Extreme racism is far from being entirely a myth - I received more hate letters about race than any other subject when I wrote a weekly newspaper column - but like the reds-under-the-beds scares of Fifties America, and the Salem witch trials, it as much a product of our fevered imaginations and need for moral (as opposed to racial) purity as it is demonstrable reality. Piety, it should always be remembered, is even more dangerous than open hatred, as tyrants acting in the name of virtue - from Torquemada to Stalin, Mao and Pol Pot - have resoundingly proved time and again. If there is no doubt, however, that the witches' behaviour was ugly - and it was - then the rest of the housemates do not come out covered in honour. Not a single one of them explicitly leapt to Shilpa's defence at any point, most of them fearing to offend the coven, and several of them - the two-faced Cleo Rocos and the anguished H from Steps - determinedly keeping a foot in both camps.

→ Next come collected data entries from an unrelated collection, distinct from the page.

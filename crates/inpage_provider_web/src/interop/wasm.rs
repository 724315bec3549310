use std::cell::RefCell;

use inpage_provider::{
    PropertySurface, ProviderError, ReceivedValue, RequestArguments, CURRENT_PROVIDER,
    PROVIDER_STATE_PROPERTIES, SHIM_MARKER,
};
use js_sys::{Array, Object, Promise, Reflect};
use serde::Serialize;
use serde_wasm_bindgen::{from_value, Serializer};
use wasm_bindgen::prelude::*;
use wasm_bindgen_futures::{future_to_promise, JsFuture};

use super::*;

#[wasm_bindgen(inline_js = r#"
function isObject(value) {
  return value !== null && typeof value === 'object';
}

export function jsStreamReadable(stream) {
  return isObject(stream)
    && typeof stream.pipe === 'function'
    && stream.readable !== false
    && typeof stream._read === 'function'
    && isObject(stream._readableState);
}

export function jsStreamWritable(stream) {
  return isObject(stream)
    && typeof stream.pipe === 'function'
    && stream.writable !== false
    && typeof stream._write === 'function'
    && isObject(stream._writableState);
}

export function jsWriteRpc(stream, name, payload) {
  const chunk = name ? { name, data: payload } : payload;
  return new Promise((resolve, reject) => {
    try {
      stream.write(chunk, (err) => (err ? reject(err) : resolve(null)));
    } catch (err) {
      reject(err);
    }
  });
}

export function jsMakeProvider(bridge, stateProperties) {
  const target = {
    isConnected: () => bridge.isConnected(),
    request: (args) => bridge.request(args),
  };
  const isState = (prop) => typeof prop === 'string' && stateProperties.includes(prop);
  return new Proxy(target, {
    get: (t, prop, receiver) => (isState(prop) ? bridge.getProperty(prop) : Reflect.get(t, prop, receiver)),
    set: (t, prop, value, receiver) => (isState(prop) ? bridge.setProperty(prop, value) : Reflect.set(t, prop, value, receiver)),
    has: (t, prop) => isState(prop) || Reflect.has(t, prop),
    deleteProperty: () => true,
  });
}

export function jsMakeShim(bridge, marker, currentProviderKey, provider) {
  const target = { [currentProviderKey]: provider };
  Object.defineProperty(target, marker, {
    value: true,
    enumerable: false,
    configurable: false,
    writable: false,
  });
  return new Proxy(target, {
    get: (t, prop, receiver) => {
      if (typeof prop === 'string') {
        bridge.noteRead(prop);
      }
      return Reflect.get(t, prop, receiver);
    },
    set: (t, prop, value, receiver) => {
      if (typeof prop === 'string') {
        bridge.noteWrite();
      }
      return Reflect.set(t, prop, value, receiver);
    },
  });
}
"#)]
extern "C" {
    #[wasm_bindgen(js_name = jsStreamReadable)]
    fn js_stream_readable(stream: &JsValue) -> bool;
    #[wasm_bindgen(js_name = jsStreamWritable)]
    fn js_stream_writable(stream: &JsValue) -> bool;
    #[wasm_bindgen(js_name = jsWriteRpc)]
    fn js_write_rpc(stream: &JsValue, name: &JsValue, payload: &JsValue) -> Promise;
    #[wasm_bindgen(js_name = jsMakeProvider)]
    fn js_make_provider(bridge: ProviderBridge, state_properties: &Array) -> JsValue;
    #[wasm_bindgen(js_name = jsMakeShim)]
    fn js_make_shim(
        bridge: ShimBridge,
        marker: &str,
        current_provider_key: &str,
        provider: &JsValue,
    ) -> JsValue;
}

thread_local! {
    static PROVIDER_OBJECT: RefCell<Option<(ProtectedProvider, JsValue)>> = RefCell::new(None);
}

fn js_error_to_string(err: JsValue) -> String {
    if let Some(text) = err.as_string() {
        return text;
    }
    if let Ok(message) = Reflect::get(&err, &JsValue::from_str("message")) {
        if let Some(text) = message.as_string() {
            return text;
        }
    }
    format!("{err:?}")
}

/// Converts a provider error into a JS `Error`.
pub fn js_error(err: &ProviderError) -> JsValue {
    js_sys::Error::new(&err.to_string()).into()
}

fn to_js(value: &Value) -> Result<JsValue, JsValue> {
    value
        .serialize(&Serializer::json_compatible())
        .map_err(JsValue::from)
}

fn number_value(number: f64) -> Value {
    if number.fract() == 0.0 && number.abs() < 9_007_199_254_740_992.0 {
        Value::from(number as i64)
    } else {
        serde_json::Number::from_f64(number).map_or(Value::Null, Value::Number)
    }
}

/// Converts an untyped JS value into its JSON form; non-finite numbers become `null`.
pub fn js_to_raw(value: &JsValue) -> Value {
    if value.is_null() || value.is_undefined() {
        return Value::Null;
    }
    if let Some(flag) = value.as_bool() {
        return Value::Bool(flag);
    }
    if let Some(number) = value.as_f64() {
        return number_value(number);
    }
    if let Some(text) = value.as_string() {
        return Value::String(text);
    }
    from_value(value.clone()).unwrap_or_else(|_| Value::String(format!("{value:?}")))
}

/// Converts an options value for validation, keeping `NaN` and infinities as received.
pub fn js_to_received(value: &JsValue) -> ReceivedValue {
    match value.as_f64() {
        Some(number) if !number.is_finite() => ReceivedValue::NonFinite(number),
        _ => ReceivedValue::Json(js_to_raw(value)),
    }
}

/// Returns the page-facing object for `provider`.
///
/// The object for the most recent provider is kept so the `ethereum` global and the shim's
/// `currentProvider` are the same object.
pub fn provider_object(provider: &ProtectedProvider) -> JsValue {
    let cached = PROVIDER_OBJECT.with(|slot| {
        slot.borrow()
            .as_ref()
            .filter(|(known, _)| known.same_instance(provider))
            .map(|(_, object)| object.clone())
    });
    if let Some(object) = cached {
        return object;
    }
    let state_properties: Array = PROVIDER_STATE_PROPERTIES
        .iter()
        .map(|name| JsValue::from_str(name))
        .collect();
    let object = js_make_provider(
        ProviderBridge {
            provider: provider.clone(),
        },
        &state_properties,
    );
    PROVIDER_OBJECT.with(|slot| *slot.borrow_mut() = Some((provider.clone(), object.clone())));
    object
}

#[wasm_bindgen]
pub struct ProviderBridge {
    provider: ProtectedProvider,
}

#[wasm_bindgen]
impl ProviderBridge {
    #[wasm_bindgen(js_name = isConnected)]
    pub fn is_connected(&self) -> bool {
        self.provider.is_connected()
    }

    pub fn request(&self, args: JsValue) -> Promise {
        let provider = self.provider.clone();
        future_to_promise(async move {
            let args = request_arguments(&args).map_err(|err| js_error(&err))?;
            let result = provider
                .request(args)
                .await
                .map_err(|err| js_error(&err))?;
            to_js(&result)
        })
    }

    #[wasm_bindgen(js_name = getProperty)]
    pub fn get_property(&self, name: &str) -> JsValue {
        self.provider
            .get_property(name)
            .and_then(|value| to_js(&value).ok())
            .unwrap_or(JsValue::UNDEFINED)
    }

    #[wasm_bindgen(js_name = setProperty)]
    pub fn set_property(&self, name: &str, value: JsValue) -> bool {
        self.provider.set_property(name, js_to_raw(&value))
    }
}

fn request_arguments(args: &JsValue) -> Result<RequestArguments, ProviderError> {
    if !args.is_object() || Array::is_array(args) {
        return Err(ProviderError::InvalidRequestArgs);
    }
    let raw: Value = from_value(args.clone()).map_err(|_| ProviderError::InvalidRequestArgs)?;
    RequestArguments::try_from(raw)
}

#[wasm_bindgen]
pub struct ShimBridge {
    shim: Rc<LegacyShim>,
}

#[wasm_bindgen]
impl ShimBridge {
    #[wasm_bindgen(js_name = noteRead)]
    pub fn note_read(&self, name: &str) {
        self.shim.note_read(name);
    }

    #[wasm_bindgen(js_name = noteWrite)]
    pub fn note_write(&self) {
        self.shim.note_write();
    }
}

fn window() -> Result<web_sys::Window, String> {
    web_sys::window().ok_or_else(|| "window unavailable".to_string())
}

fn bind_value(name: &str, value: &JsValue, attributes: SlotAttributes) -> Result<(), String> {
    let window = window()?;
    let key = JsValue::from_str(name);
    let applied = if attributes == SlotAttributes::assignment() {
        Reflect::set(&window, &key, value).map_err(js_error_to_string)?
    } else {
        let descriptor = Object::new();
        for (field, setting) in [
            ("value", value.clone()),
            ("enumerable", JsValue::from_bool(attributes.enumerable)),
            ("configurable", JsValue::from_bool(attributes.configurable)),
            ("writable", JsValue::from_bool(attributes.writable)),
        ] {
            Reflect::set(&descriptor, &JsValue::from_str(field), &setting)
                .map_err(js_error_to_string)?;
        }
        Reflect::define_property(&window, &key, &descriptor).map_err(js_error_to_string)?
    };
    if applied {
        Ok(())
    } else {
        Err(format!("window.{name} rejected the assignment"))
    }
}

pub fn global_is_bound(name: &str) -> Result<bool, String> {
    let window = window()?;
    Reflect::get(&window, &JsValue::from_str(name))
        .map(|value| value.is_truthy())
        .map_err(js_error_to_string)
}

pub fn bind_provider(
    name: &str,
    provider: &ProtectedProvider,
    attributes: SlotAttributes,
) -> Result<(), String> {
    bind_value(name, &provider_object(provider), attributes)
}

fn shim_object(shim: Rc<LegacyShim>) -> JsValue {
    let provider = provider_object(shim.provider());
    js_make_shim(ShimBridge { shim }, SHIM_MARKER, CURRENT_PROVIDER, &provider)
}

pub fn bind_legacy_shim(
    name: &str,
    shim: Rc<LegacyShim>,
    attributes: SlotAttributes,
) -> Result<(), String> {
    bind_value(name, &shim_object(shim), attributes)
}

pub fn dispatch_event(name: &str) -> Result<(), String> {
    let window = window()?;
    let event = web_sys::Event::new(name).map_err(js_error_to_string)?;
    window
        .dispatch_event(&event)
        .map(|_| ())
        .map_err(js_error_to_string)
}

pub fn spawn_local(future: LocalFutureObj<'static, ()>) -> Result<(), SpawnError> {
    wasm_bindgen_futures::spawn_local(future);
    Ok(())
}

pub fn stream_capabilities(stream: &JsValue) -> TransportCapabilities {
    TransportCapabilities {
        readable: js_stream_readable(stream),
        writable: js_stream_writable(stream),
    }
}

pub async fn write_rpc(
    stream: &JsValue,
    stream_name: Option<&str>,
    request: &RpcRequest,
) -> Result<Value, String> {
    let payload = request
        .serialize(&Serializer::json_compatible())
        .map_err(|err| err.to_string())?;
    let name = stream_name.map_or(JsValue::UNDEFINED, JsValue::from_str);
    JsFuture::from(js_write_rpc(stream, &name, &payload))
        .await
        .map_err(js_error_to_string)?;
    Ok(Value::Null)
}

Even the supportive and mature Jermaine and Dirk never dared to challenge the witches openly. It was a spectacle of appeasement and moral cowardice which enabled me to understand more clearly that, racism or no racism, it is mob rule, individual cowardice, and moral passivity that can lead to horrors, and perhaps ultimately Kristallnachts, pogroms and worse.

It is not racism we need to fear so much as the instinct to bully and locate scapegoats, which is partly the instinct of co-opting the idea for the mob of collective and unchallengeable virtue, coupled with the parallel and equally pernicious instinct to keep our heads down in the face of any powerful grouping, however malevolent. As she returns to the real world after her eviction, Jade will be effectively crucified. So, her blood - symbolised by the draining of her promotional income and the penetrating nails of the tabloid condemnation - can give us all the illusion of being clean. And yet she is nothing more than a immature girl with a big mouth. I almost feel sorry for her.

It occurs to me that it would be a stroke of genius at this point for Endemol to open the next episode of Celebrity Big Brother with a song from the brilliant, hip and hilarious West End musical Avenue Q. They could even have the occupants sing along.

I can commend the full lyrics of "Everyone's a Little Bit Racist" to anyone as the most penetrating commentary on racial politics of recent years, however, here's the first stanza as a taster:

"Everyone's a little bit racist / Sometimes / Doesn't mean we go / Around committing hate crimes / Look around and you will find / No one's really colour blind / Maybe it's a fact / We all should face / Everyone makes judgments / Based on race."

This, rather than Horst Wessel's Nazi anthem, has been the secret soundtrack to last week's events - as I imagine this week it will be the Passion of St Jade.